Spring gateway use reactor netty switch thread spend too many time
will-zdu opened this issue · comments
Expected Behavior
thread swtich quickly
Actual Behavior
thread swtich spend too many time
Steps to Reproduce
use spring cloud gateway org.springframework.cloud.gateway.filter.NettyRoutingFilter#filter
spring gateway:2.2.6.RELEASE
reactor netty:0.9.10
@Override
public Mono<Void> filter(ServerWebExchange exchange, GatewayFilterChain chain) {
URI requestUrl = exchange.getRequiredAttribute(GATEWAY_REQUEST_URL_ATTR);
logger.info("log1")
return this.httpClient.request(method, url, req -> {
final HttpClientRequest proxyRequest = req.options(NettyPipeline.SendOptions::flushOnEach)
.headers(httpHeaders)
.chunkedTransfer(chunkedTransfer)
.failOnServerError(false)
.failOnClientError(false);
if (preserveHost) {
String host = request.getHeaders().getFirst(HttpHeaders.HOST);
proxyRequest.header(HttpHeaders.HOST, host);
}
logger.info("log2")
return proxyRequest.sendHeaders() //I shouldn't need this
.send(request.getBody().map(dataBuffer ->
((NettyDataBuffer)dataBuffer).getNativeBuffer()));
}).doOnNext(res -> {
ServerHttpResponse response = exchange.getResponse();
// put headers and status so filters can modify the response
HttpHeaders headers = new HttpHeaders();
res.responseHeaders().forEach(entry -> headers.add(entry.getKey(), entry.getValue()));
exchange.getAttributes().put("original_response_content_type", headers.getContentType());
HttpHeaders filteredResponseHeaders = HttpHeadersFilter.filter(
this.headersFilters.getIfAvailable(), headers, exchange, Type.RESPONSE);
response.getHeaders().putAll(filteredResponseHeaders);
HttpStatus status = HttpStatus.resolve(res.status().code());
if (status != null) {
response.setStatusCode(status);
} else if (response instanceof AbstractServerHttpResponse) {
// https://jira.spring.io/browse/SPR-16748
((AbstractServerHttpResponse) response).setStatusCodeValue(res.status().code());
} else {
throw new IllegalStateException("Unable to set status code on response: " +res.status().code()+", "+response.getClass());
}
// Defer committing the response until all route filters have run
// Put client response as ServerWebExchange attribute and write response later NettyWriteResponseFilter
exchange.getAttributes().put(CLIENT_RESPONSE_ATTR, res);
}).then(chain.filter(exchange));
}
log1 with log2 spend too many time ,actually use 6 seconds
check the cpu,loadaverage,gc,safepoint,is works well,and the other request is still working well
Possible Solution
Your Environment
- Reactor version(s) used: 0.9.10
- Other relevant libraries versions (eg.
netty
, ...): - JVM version (
java -version
): - OS and version (eg.
uname -a
):
@will-zdu You are using an unsupported version, also there is a known regression in 0.9.10
that is fixed in 0.9.14
. I would strongly encourage you to update your versions.
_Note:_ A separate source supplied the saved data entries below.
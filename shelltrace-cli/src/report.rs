//! Console reporters
//!
//! Both reporters write one line per callback. Text output is meant for
//! people, JSON output for piping into other tools.

use crate::config::OutputFormat;
use chrono::Local;
use serde_json::json;
use shelltrace_core::{ExtractionResult, Pid, Reporter};
use std::io::{self, Write};

/// Build the reporter for the selected format, writing to stdout
pub fn stdout_reporter(format: OutputFormat) -> Box<dyn Reporter> {
    match format {
        OutputFormat::Text => Box::new(TextReporter::new(io::stdout())),
        OutputFormat::Json => Box::new(JsonReporter::new(io::stdout())),
    }
}

fn emit<W: Write>(out: &mut W, line: std::fmt::Arguments<'_>) {
    if let Err(e) = out.write_fmt(line).and_then(|_| out.flush()) {
        log::warn!("Failed to write report line: {}", e);
    }
}

/// Human readable lines
pub struct TextReporter<W: Write> {
    out: W,
}

impl<W: Write> TextReporter<W> {
    pub fn new(out: W) -> Self {
        Self { out }
    }

    #[cfg(test)]
    pub fn into_inner(self) -> W {
        self.out
    }
}

impl<W: Write> Reporter for TextReporter<W> {
    fn on_child_joined(&mut self, pid: Pid, parent_pid: Pid, process_name: &str) {
        emit(
            &mut self.out,
            format_args!(
                "[started] pid={} parent={} name={}\n",
                pid, parent_pid, process_name
            ),
        );
    }

    fn on_child_left(&mut self, pid: Pid, process_name: &str, exit_status: i32) {
        emit(
            &mut self.out,
            format_args!(
                "[exited]  pid={} name={} status={}\n",
                pid, process_name, exit_status
            ),
        );
    }

    fn on_command_classified(&mut self, pid: Pid, result: &ExtractionResult) {
        let label = match result {
            ExtractionResult::ShellInvocation(_) => "SHELL CMD",
            ExtractionResult::SnapshotEval(_) => "EVAL CMD",
            ExtractionResult::SnapshotHint(_) => "SNAPSHOT",
            ExtractionResult::RawExec(_) => "RAW EXEC",
            ExtractionResult::NotApplicable => return,
        };
        emit(
            &mut self.out,
            format_args!(
                "  -> [{}] pid={} cmd={}\n",
                label,
                pid,
                result.text().unwrap_or_default()
            ),
        );
    }
}

/// One JSON object per line
pub struct JsonReporter<W: Write> {
    out: W,
}

impl<W: Write> JsonReporter<W> {
    pub fn new(out: W) -> Self {
        Self { out }
    }

    #[cfg(test)]
    pub fn into_inner(self) -> W {
        self.out
    }

    fn write_value(&mut self, value: serde_json::Value) {
        emit(&mut self.out, format_args!("{}\n", value));
    }
}

fn timestamp() -> String {
    Local::now().to_rfc3339()
}

impl<W: Write> Reporter for JsonReporter<W> {
    fn on_child_joined(&mut self, pid: Pid, parent_pid: Pid, process_name: &str) {
        self.write_value(json!({
            "timestamp": timestamp(),
            "event": "joined",
            "pid": pid,
            "parent_pid": parent_pid,
            "process_name": process_name,
        }));
    }

    fn on_child_left(&mut self, pid: Pid, process_name: &str, exit_status: i32) {
        self.write_value(json!({
            "timestamp": timestamp(),
            "event": "left",
            "pid": pid,
            "process_name": process_name,
            "exit_status": exit_status,
        }));
    }

    fn on_command_classified(&mut self, pid: Pid, result: &ExtractionResult) {
        self.write_value(json!({
            "timestamp": timestamp(),
            "event": "command",
            "pid": pid,
            "classification": result,
        }));
    }
}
https://github.com/reactor/reactor-netty/releases/tag/v0.9.14.RELEASE
@violetagg #1371
I have seen your modification, but I still don't understand the root cause of this problem. How does subsrcibe not executing in eventloop cause race condition with request, which leads to long execution time,Could you please help me explain, or provide key relevant information, or I need to read that part of the relevant document
In my understanding, this may be the cause of the problem,
reactor.netty.channel.FluxReceive#drainReceiver
In this method,
If "receiver" is empty, then keep checking the loop until "receiver" is not empty and it works, but I still haven't found the reason why most of them are about 6 seconds out. Does it have something to do with that configuration?
If the request call is executed before subscribe, and subscribe is not in eventloop, is it because receiver is empty, but the eventloop thread keeps looping, and receiver is not volatile, resulting in eventloop The reason for cache consistency in the thread cannot be found even if the receiver is no longer empty
@will-zdu Did you update at least to the latest available 0.9.x release?
@violetagg have changed to use 0.9.14.release,but stil found timeout,but when restart it and check it again,no timeout found
@will-zdu If 0.9.14 doesn't solve the issue ... I can only recommend to upgrade to a supported version and if the problem still exists, to provide some reproducible example.
@violetagg 0.9.14 reproduce again in product env,now we try to use the latest available 0.9.x release
@will-zdu I'm closing this one. Please upgrade to a supported version and if the problem still exists, provide some reproducible example.